Antifaschistisches Straßenfest in Heidelberg am 30.04.2008
Selbstverwaltete Freiräume erkämpfen!

Seit den 1990er Jahren gehen die Regierungen und Stadtverwaltungen mit wachsenden und immer stärker aufeinander abgestimmten Repressalien gegen linke Freiräume vor und verdrängen oder zerschlagen seit vielen Jahren bestehende selbstverwaltete Wohn- und Kulturprojekte. Diese zentrenfeindliche Politik wird jedoch nicht ohne weiteres hingenommen, sondern ruft immer wieder auch überregional koordinierte Proteste hervor.
Deshalb finden am 11., 12. und 13.04.2008 überall in Europa - auch hier in Heidelberg und in Mannheim - Demonstrationen, Kundgebungen, direkte Aktionen, Informationsveranstaltungen, Straßenfeste und Hausbesetzungen statt, um linke Freiräume und antikapitalistische Gegenkultur aufzubauen und zu verteidigen. Auch unser traditionelles antifaschistisches Straßenfest am 30.04.2008 ist dieses Jahr ein Aktionstag für selbstverwaltete Freiräume und hat das Motto „Unsere Selbstverwaltung gegen ihre Repression!“. An diesem Tag wollen wir den Universitätsplatz Heidelberg in einen temporären autonomen Ort verwandeln und uns damit den Raum nehmen, der uns sowieso zusteht. Und den wir brauchen, um emanzipatorische Politik vorantreiben und grundsätzliche Gesellschaftskritik entwickeln zu können. Den wir brauchen, um kontinuierlich daran arbeiten zu können, die herrschenden Machtverhältnisse, die geltenden Normen und die Art des Zusammenlebens zu verändern.
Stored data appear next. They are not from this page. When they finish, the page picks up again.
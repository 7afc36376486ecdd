//! Test data builders for creating test objects

use rtplot_rs::config::AppConfig;
use rtplot_rs::protocol::Dtype;

/// Builder for loopback-friendly configs with short timeouts
pub struct ConfigBuilder {
    config: AppConfig,
}

impl ConfigBuilder {
    pub fn new() -> Self {
        let mut config = AppConfig::default();
        config.stream.capacity = 1000;
        config.stream.queue_capacity = 256;
        config.event_loop.idle_interval_ms = 5;
        config.event_loop.poll_interval_ms = 1;
        config.transport.connect_timeout_ms = 1000;
        config.transport.handshake_timeout_ms = 2000;
        config.reconnect.initial_backoff_ms = 5;
        config.reconnect.max_backoff_ms = 20;
        config.manager.host = "127.0.0.1".to_string();
        config.manager.spawn_timeout_ms = 5000;
        config.manager.accept_poll_ms = 2;
        Self { config }
    }

    pub fn capacity(mut self, capacity: usize) -> Self {
        self.config.stream.capacity = capacity;
        self
    }

    pub fn dtype(mut self, dtype: Dtype) -> Self {
        self.config.stream.dtype = dtype;
        self
    }

    pub fn style(mut self, style: &str) -> Self {
        self.config.stream.style = style.to_string();
        self
    }

    pub fn batch_size(mut self, batch_size: usize) -> Self {
        self.config.event_loop.batch_size = batch_size;
        self
    }

    pub fn build(self) -> AppConfig {
        self.config
    }
}

impl Default for ConfigBuilder {
    fn default() -> Self {
        Self::new()
    }
}

/// `n` samples starting at `start`: x counts up, y = 2x
pub fn ramp(start: usize, n: usize) -> (Vec<f64>, Vec<f64>) {
    let xs: Vec<f64> = (start..start + n).map(|i| i as f64).collect();
    let ys = xs.iter().map(|x| x * 2.0).collect();
    (xs, ys)
}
Wir sind überall! Für den Aufbau und die Verteidigung selbstverwalteter Freiräume!
Die in den letzten Jahren zu beobachtenden staatlichen Attacken auf lange bestehende autonome Zentren in Kopenhagen („Ungdomshuset“), Berlin („Rigaer Straße“), Wien („EKH“), Dijon („Les Tanneries“), Amsterdam (besetztes Sozialzentrum), Karlsruhe („Ex-Steffi“) oder Thessaloniki („Ifanet“) haben gezeigt, dass über nationalstaatliche Grenzen hinweg Widerstand geleistet werden muss von Menschen, die sich jenen Raum nehmen, der ihnen gehört. Raum, in dem das an den staatstragenden Sicherheitsdiskurs gekoppelte Konzept der „sauberen Dienstleistungsstädte“ massenhaft durchbrochen werden kann. Raum, der oftmals als Bedrohung für die bürgerlich-kapitalistische Gesellschaft wahrgenommen wird, die sich die Herrschaft darüber nicht nehmen lassen will. Eben weil es Raum ist, in dem auf allen Ebenen Selbstverwaltung verwirklicht werden kann.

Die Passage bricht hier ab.